Please give back only the lines below from the one containing "duplicate packet types" to the one containing "in error paths.", each repeated word for word, both ends included.

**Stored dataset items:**
- Opening Delimiter -
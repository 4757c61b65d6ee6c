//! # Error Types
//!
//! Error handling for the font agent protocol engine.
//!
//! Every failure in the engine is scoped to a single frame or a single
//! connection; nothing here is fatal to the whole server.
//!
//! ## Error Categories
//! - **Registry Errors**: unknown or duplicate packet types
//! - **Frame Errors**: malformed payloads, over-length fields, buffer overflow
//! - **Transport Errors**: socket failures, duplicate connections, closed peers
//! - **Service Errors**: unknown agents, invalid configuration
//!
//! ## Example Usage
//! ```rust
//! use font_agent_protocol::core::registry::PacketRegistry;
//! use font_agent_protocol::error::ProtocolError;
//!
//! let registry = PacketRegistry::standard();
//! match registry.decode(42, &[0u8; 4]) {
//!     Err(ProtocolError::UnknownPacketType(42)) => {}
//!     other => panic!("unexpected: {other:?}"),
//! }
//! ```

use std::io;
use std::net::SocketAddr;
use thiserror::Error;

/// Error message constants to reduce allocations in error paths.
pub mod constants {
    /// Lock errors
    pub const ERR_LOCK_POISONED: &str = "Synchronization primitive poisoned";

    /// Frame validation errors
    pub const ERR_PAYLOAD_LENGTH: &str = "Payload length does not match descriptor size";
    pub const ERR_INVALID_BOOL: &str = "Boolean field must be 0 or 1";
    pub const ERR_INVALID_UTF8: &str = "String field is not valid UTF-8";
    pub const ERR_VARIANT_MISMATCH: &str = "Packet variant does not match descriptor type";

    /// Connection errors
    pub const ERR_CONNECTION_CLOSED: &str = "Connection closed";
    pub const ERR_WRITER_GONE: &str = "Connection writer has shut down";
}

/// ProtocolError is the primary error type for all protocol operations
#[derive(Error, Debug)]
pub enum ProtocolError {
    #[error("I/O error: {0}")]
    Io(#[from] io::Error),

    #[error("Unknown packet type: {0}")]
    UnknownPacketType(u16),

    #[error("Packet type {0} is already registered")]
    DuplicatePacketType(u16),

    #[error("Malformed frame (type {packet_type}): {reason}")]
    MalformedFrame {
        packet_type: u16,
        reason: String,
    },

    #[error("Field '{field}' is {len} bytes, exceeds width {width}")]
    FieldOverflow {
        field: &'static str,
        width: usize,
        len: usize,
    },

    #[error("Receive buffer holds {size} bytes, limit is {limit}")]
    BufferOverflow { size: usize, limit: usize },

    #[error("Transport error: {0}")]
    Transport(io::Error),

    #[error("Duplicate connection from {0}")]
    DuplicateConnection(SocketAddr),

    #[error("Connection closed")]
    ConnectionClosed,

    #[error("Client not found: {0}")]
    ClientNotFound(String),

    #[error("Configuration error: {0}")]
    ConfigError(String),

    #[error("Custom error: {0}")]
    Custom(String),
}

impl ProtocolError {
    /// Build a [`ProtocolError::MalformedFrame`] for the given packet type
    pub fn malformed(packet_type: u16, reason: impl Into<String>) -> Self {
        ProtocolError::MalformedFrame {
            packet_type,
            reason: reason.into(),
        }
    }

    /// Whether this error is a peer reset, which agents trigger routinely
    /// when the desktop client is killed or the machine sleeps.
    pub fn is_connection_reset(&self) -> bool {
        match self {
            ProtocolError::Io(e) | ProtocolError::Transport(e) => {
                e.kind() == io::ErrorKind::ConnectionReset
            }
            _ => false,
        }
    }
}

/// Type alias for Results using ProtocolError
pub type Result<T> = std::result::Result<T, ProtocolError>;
- Closing Delimiter -
- Opening Delimiter -
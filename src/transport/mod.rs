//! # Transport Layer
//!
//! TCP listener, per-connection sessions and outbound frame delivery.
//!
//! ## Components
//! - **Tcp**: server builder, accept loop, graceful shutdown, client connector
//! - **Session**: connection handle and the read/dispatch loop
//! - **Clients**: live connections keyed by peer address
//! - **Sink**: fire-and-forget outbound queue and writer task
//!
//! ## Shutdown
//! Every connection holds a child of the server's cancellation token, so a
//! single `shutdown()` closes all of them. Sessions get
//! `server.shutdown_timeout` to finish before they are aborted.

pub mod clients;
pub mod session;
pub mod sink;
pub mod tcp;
- Closing Delimiter -
**Task response:**
//! - **Registry Errors**: unknown or duplicate packet types
//! - **Frame Errors**: malformed payloads, over-length fields, buffer overflow
//! - **Transport Errors**: socket failures, duplicate connections, closed peers
//! - **Service Errors**: unknown agents, invalid configuration
//!
//! ## Example Usage
//! ```rust
//! use font_agent_protocol::core::registry::PacketRegistry;
//! use font_agent_protocol::error::ProtocolError;
//!
//! let registry = PacketRegistry::standard();
//! match registry.decode(42, &[0u8; 4]) {
//!     Err(ProtocolError::UnknownPacketType(42)) => {}
//!     other => panic!("unexpected: {other:?}"),
//! }
//! ```

use std::io;
use std::net::SocketAddr;
use thiserror::Error;

/// Error message constants to reduce allocations in error paths.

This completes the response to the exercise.